Partir à la conquête de l’écosystème tech new-yorkais peut être un véritable défi pour les entrepreneurs français. Expatriée depuis 20 ans aux Etats-Unis, Caroline Faucher-Winter est notamment co-présidente de la French Tech New York. Dotée d’un intense parcours professionnel, elle accompagne les starts-up françaises qui souhaitent s’implanter sur le sol américain.

Caroline Faucher-Winter, co-présidente de la French Tech New YorkCaroline Faucher-Winter, co-présidente de la French Tech New York
Écrit par Elena Rouet-Sanchez
Publié le 28 mai 2024, mis à jour le 29 mai 2024

La French Tech New York rassemble une importante communauté d’entrepreneurs français, pour certains expatriés de longue date aux États-Unis. Mais au-delà de cela, elle est aussi le point de rencontre des Français dans la technologie et de la communauté tech locale.

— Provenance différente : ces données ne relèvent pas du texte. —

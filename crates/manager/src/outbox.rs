//! Queue side shared by the manager, the sender loop and service contexts.

use crate::stats::ManagerStats;
use courier_queue::{Message, PriorityQueue, QueueError};
use crossbeam::channel::{Receiver, Sender, TrySendError};

pub(crate) struct Outbox {
    pub(crate) queue: PriorityQueue,
    pub(crate) stats: ManagerStats,
    doorbell: Sender<()>,
}

impl Outbox {
    /// Returns the outbox and the receiving end of its doorbell.
    pub(crate) fn new(queue: PriorityQueue) -> (Self, Receiver<()>) {
        // One pending ring is enough to wake the sender loop.
        let (doorbell, rx) = crossbeam::channel::bounded(1);
        (
            Self {
                queue,
                stats: ManagerStats::default(),
                doorbell,
            },
            rx,
        )
    }

    pub(crate) fn post(&self, message: Message) -> Result<(), QueueError> {
        if let Err(e) = self.queue.enqueue(message) {
            ManagerStats::record(&self.stats.rejected);
            return Err(e);
        }
        ManagerStats::record(&self.stats.posted);
        self.ring();
        Ok(())
    }

    /// Wake the sender loop.
    pub(crate) fn ring(&self) {
        match self.doorbell.try_send(()) {
            Ok(()) | Err(TrySendError::Full(())) => {}
            Err(TrySendError::Disconnected(())) => {
                tracing::trace!("Doorbell receiver gone");
            }
        }
    }
}
//! Service contract.
//!
//! A service is a named unit that answers inbound calls, posts outbound
//! messages at its own priority, and has start/stop hooks driven by the
//! manager. The manager hands each service a [`ServiceContext`] once, at
//! registration.

use crate::error::{PostError, ServiceError};
use crate::outbox::Outbox;
use courier_queue::{ActionError, Message, Priority, QueueError};
use courier_rpc::HandlerRegistry;
use parking_lot::RwLock;
use serde_json::Value;
use std::any::Any;
use std::net::SocketAddr;
use std::sync::{Arc, OnceLock, Weak};
use tracing::Span;

/// A pluggable unit registered with a [`NetworkManager`](crate::NetworkManager).
pub trait Service: Send + Sync + 'static {
    /// Registry key; unique per manager.
    fn name(&self) -> &str;

    /// Default priority of the messages this service posts.
    fn priority(&self) -> Priority;

    /// Receive the manager back-reference. Called once per registration;
    /// implementations keep the first context and ignore later ones.
    fn attach(&self, ctx: ServiceContext);

    /// Register inbound handlers. Registering twice must not add anything,
    /// which [`HandlerRegistry::register`] guarantees by refusing known
    /// method names.
    fn register_inbound(self: Arc<Self>, handlers: &HandlerRegistry) {
        let _ = handlers;
    }

    /// Called when the manager starts, or at registration if it is running.
    /// Must tolerate being called while already started.
    fn start(&self) -> Result<(), ServiceError> {
        Ok(())
    }

    /// Called when the manager stops. Must tolerate being called while
    /// already stopped.
    fn stop(&self) -> Result<(), ServiceError> {
        Ok(())
    }

    /// Hook for results of messages this service posted through its
    /// [`ServiceContext`] without a callback of their own.
    fn on_result(&self, result: Option<Value>, context: Option<Value>) -> Result<(), ActionError> {
        let _ = (result, context);
        Ok(())
    }

    /// Typed access through [`ServiceRegistry::get_as`](crate::ServiceRegistry::get_as).
    fn as_any(self: Arc<Self>) -> Arc<dyn Any + Send + Sync>;
}

/// What a service may use of its manager.
#[derive(Clone)]
pub struct ServiceContext {
    outbox: Arc<Outbox>,
    listen_addr: Arc<RwLock<Option<SocketAddr>>>,
    priority: Priority,
    span: Span,
    // Weak: services hold their own context.
    service: Weak<dyn Service>,
}

impl ServiceContext {
    pub(crate) fn new(
        outbox: Arc<Outbox>,
        listen_addr: Arc<RwLock<Option<SocketAddr>>>,
        priority: Priority,
        span: Span,
        service: Weak<dyn Service>,
    ) -> Self {
        Self {
            outbox,
            listen_addr,
            priority,
            span,
            service,
        }
    }

    /// Queue an outbound message.
    ///
    /// A message without its own result callback reports to the owning
    /// service's [`Service::on_result`]. Results arriving after the service
    /// was dropped are discarded.
    pub fn post(&self, message: Message) -> Result<(), QueueError> {
        let message = if message.has_on_result() {
            message
        } else {
            let service = self.service.clone();
            message.with_on_result(
                move |result, context| match service.upgrade() {
                    Some(service) => service.on_result(result, context),
                    None => Ok(()),
                },
                None,
            )
        };
        self.outbox.post(message)
    }

    /// The owning service's default priority.
    pub fn priority(&self) -> Priority {
        self.priority
    }

    /// Address of the manager's inbound listener while it runs.
    pub fn address(&self) -> Option<SocketAddr> {
        *self.listen_addr.read()
    }

    /// Span to log under; a child of the manager span carrying the service name.
    pub fn span(&self) -> &Span {
        &self.span
    }
}

impl std::fmt::Debug for ServiceContext {
    fn fmt(&self, f: &mut std::fmt::Formatter<'_>) -> std::fmt::Result {
        f.debug_struct("ServiceContext")
            .field("priority", &self.priority)
            .field("address", &self.address())
            .finish()
    }
}

/// Write-once slot for a service's [`ServiceContext`].
#[derive(Debug, Default)]
pub struct ContextCell(OnceLock<ServiceContext>);

impl ContextCell {
    pub fn new() -> Self {
        Self::default()
    }

    /// Store `ctx` unless a context is already set. Returns whether it was stored.
    pub fn set(&self, ctx: ServiceContext) -> bool {
        match self.0.set(ctx) {
            Ok(()) => true,
            Err(_) => {
                tracing::debug!("Service already attached; keeping the first context");
                false
            }
        }
    }

    pub fn get(&self) -> Option<&ServiceContext> {
        self.0.get()
    }

    /// Post through the attached context.
    pub fn post(&self, message: Message) -> Result<(), PostError> {
        self.get().ok_or(PostError::Detached)?.post(message)?;
        Ok(())
    }
}
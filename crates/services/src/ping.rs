//! Round-trip timing between nodes.
//!
//! Every node running a [`PingService`] answers `debug_ping` calls by echoing
//! the sender's timestamp. Outbound pings record the round-trip time per
//! address once the echo comes back.

use crate::unix_time;
use courier_manager::{ContextCell, PostError, Service, ServiceContext};
use courier_queue::{ActionError, Message, Payload, Priority};
use courier_rpc::{HandlerRegistry, RpcClient};
use parking_lot::RwLock;
use serde::{Deserialize, Serialize};
use serde_json::Value;
use std::any::Any;
use std::collections::BTreeMap;
use std::sync::atomic::{AtomicUsize, Ordering};
use std::sync::Arc;
use std::time::Duration;
use tracing::{debug, Span};

/// Inbound method answered by every ping service.
pub const PING_METHOD: &str = "debug_ping";

/// Ping request and reply body: seconds since the Unix epoch at send time.
#[derive(Debug, Clone, Copy, PartialEq, Serialize, Deserialize)]
pub struct PingMessage {
    pub time: f64,
}

#[derive(Debug, Clone, PartialEq, Serialize, Deserialize)]
#[serde(default)]
pub struct PingConfig {
    pub name: String,
    pub priority: i64,
    /// Hosts to ping (`host:port`).
    pub hosts: Vec<String>,
    /// Ping every host this often; 0 disables periodic pinging.
    pub interval_ms: u64,
    pub connect_timeout_ms: u64,
    pub io_timeout_ms: u64,
}

impl Default for PingConfig {
    fn default() -> Self {
        Self {
            name: "DebugPing".to_string(),
            priority: 2,
            hosts: Vec::new(),
            interval_ms: 0,
            connect_timeout_ms: 2_000,
            io_timeout_ms: 2_000,
        }
    }
}

/// Round-trip times recorded so far.
#[derive(Debug, Clone, Default, PartialEq)]
pub struct PingResults {
    pub rtts: BTreeMap<String, Vec<Duration>>,
    /// Pings posted whose outcome is not known yet.
    pub active: usize,
}

#[derive(Default)]
struct PingState {
    peers: RwLock<BTreeMap<String, Arc<RpcClient>>>,
    rtts: RwLock<BTreeMap<String, Vec<Duration>>>,
    active: AtomicUsize,
}

impl PingState {
    fn finish(&self) {
        // Never wraps below zero even if a result arrives twice.
        let _ = self
            .active
            .fetch_update(Ordering::SeqCst, Ordering::SeqCst, |n| n.checked_sub(1));
    }

    fn record(&self, address: &str, reply: PingMessage) -> Duration {
        let rtt = Duration::try_from_secs_f64(unix_time() - reply.time).unwrap_or(Duration::ZERO);
        self.rtts
            .write()
            .entry(address.to_string())
            .or_default()
            .push(rtt);
        rtt
    }
}

/// One ping counted in `active` until dropped, whether or not it ever ran.
struct PendingPing(Arc<PingState>);

impl PendingPing {
    fn new(state: &Arc<PingState>) -> Self {
        state.active.fetch_add(1, Ordering::SeqCst);
        Self(state.clone())
    }
}

impl Drop for PendingPing {
    fn drop(&mut self) {
        self.0.finish();
    }
}

/// Measures round-trip times to a set of hosts.
pub struct PingService {
    config: PingConfig,
    context: ContextCell,
    state: Arc<PingState>,
}

impl PingService {
    pub fn new(config: PingConfig) -> Self {
        let service = Self {
            config,
            context: ContextCell::new(),
            state: Arc::new(PingState::default()),
        };
        service.add_hosts(service.config.hosts.clone());
        service
    }

    pub fn config(&self) -> &PingConfig {
        &self.config
    }

    /// Start tracking `addresses`; known addresses keep their results.
    pub fn add_hosts<I, S>(&self, addresses: I)
    where
        I: IntoIterator<Item = S>,
        S: Into<String>,
    {
        for address in addresses {
            self.peer(&address.into());
        }
    }

    pub fn hosts(&self) -> Vec<String> {
        self.state.peers.read().keys().cloned().collect()
    }

    /// Queue one ping to `address`, tracking it if new.
    pub fn ping(&self, address: &str) -> Result<(), PostError> {
        let client = self.peer(address);

        let request = PingMessage { time: unix_time() };
        let action = move |_payload: Payload| -> Result<Option<Value>, ActionError> {
            let reply = client.call_typed::<_, PingMessage>(PING_METHOD, &request)?;
            Ok(Some(serde_json::to_value(reply)?))
        };

        // The callback owns the pending mark, so a failed, rejected or
        // unqueued message settles it when dropped.
        let pending = PendingPing::new(&self.state);
        let state = self.state.clone();
        let target = address.to_string();
        let message = Message::new(self.priority(), Payload::single(address), action)
            .with_on_result(
                move |result, _context| {
                    drop(pending);
                    let reply: PingMessage = serde_json::from_value(result.unwrap_or_default())?;
                    state.record(&target, reply);
                    Ok(())
                },
                Some(Value::String(address.to_string())),
            );

        self.context.post(message)
    }

    /// Ping every tracked host. Returns how many pings were queued.
    pub fn ping_all(&self) -> usize {
        let mut queued = 0;
        for address in self.hosts() {
            match self.ping(&address) {
                Ok(()) => queued += 1,
                Err(e) => {
                    debug!(parent: &self.span(), address = %address, error = %e, "Ping not queued");
                }
            }
        }
        queued
    }

    pub fn results(&self) -> PingResults {
        PingResults {
            rtts: self.state.rtts.read().clone(),
            active: self.active_pings(),
        }
    }

    pub fn active_pings(&self) -> usize {
        self.state.active.load(Ordering::SeqCst)
    }

    fn peer(&self, address: &str) -> Arc<RpcClient> {
        if let Some(client) = self.state.peers.read().get(address) {
            return client.clone();
        }
        let mut peers = self.state.peers.write();
        let client = peers.entry(address.to_string()).or_insert_with(|| {
            Arc::new(RpcClient::new(address).with_timeouts(
                Duration::from_millis(self.config.connect_timeout_ms),
                Duration::from_millis(self.config.io_timeout_ms),
            ))
        });
        self.state
            .rtts
            .write()
            .entry(address.to_string())
            .or_default();
        client.clone()
    }

    fn span(&self) -> Span {
        self.context
            .get()
            .map(|ctx| ctx.span().clone())
            .unwrap_or_else(Span::none)
    }
}

impl Default for PingService {
    fn default() -> Self {
        Self::new(PingConfig::default())
    }
}

impl Service for PingService {
    fn name(&self) -> &str {
        &self.config.name
    }

    fn priority(&self) -> Priority {
        Priority::new(self.config.priority)
    }

    fn attach(&self, ctx: ServiceContext) {
        self.context.set(ctx);
    }

    fn register_inbound(self: Arc<Self>, handlers: &HandlerRegistry) {
        handlers.register_typed(PING_METHOD, |ping: PingMessage| Ok(ping));
    }

    fn as_any(self: Arc<Self>) -> Arc<dyn Any + Send + Sync> {
        self
    }
}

Véritable « productrice de licornes », comme elle aime appeler la French Tech, Caroline Faucher-Winter partage son expérience professionnelle et personnelle et offre un précieux aperçu de la diversité et de la qualité des projets entrepreneuriaux français dans le monde de la tech américaine. 

 

Pouvez-vous vous présenter et nous parler de votre parcours professionnel ?

J’ai débuté dans le domaine de la communication après avoir terminé des études en Biochimie à Paris, qui ne me plaisaient pas vraiment. J’imaginais alors que ma carrière se déroulerait dans l’industrie pharmaceutique. Mais en 1998, le monde des start-ups et de la technologie s’est dévoilé à moi lorsque j'intègre l’équipe du premier incubateur de startups français, Tokamak. En 2004, je suis partie vivre à Washington DC avec mon mari entrepreneur tech et mon bébé. Malgré mon manque de maîtrise de l’anglais, j’ai rapidement trouvé ma place dans le milieu professionnel américain - même s’il ne s’agissait pas de communication au début. J’ai commencé par travailler pour la Mission de la Commission européenne ainsi que pour le représentant de la Banque Centrale Européenne au FMI. Par la suite, je suis retournée à mes premiers amours professionnels en travaillant pour des entreprises américaines cherchant à s’établir en France. Mon parcours a pris une nouvelle direction lorsque j’ai été embauchée par Business France en tant que responsable de l’image économique de la France en Amérique du Nord guidée par Pascal Cagni, nommé au même moment Président du Board de BF, ce qui m’a permis de m’impliquer activement dans la French Tech New York dès sa création, en 2015.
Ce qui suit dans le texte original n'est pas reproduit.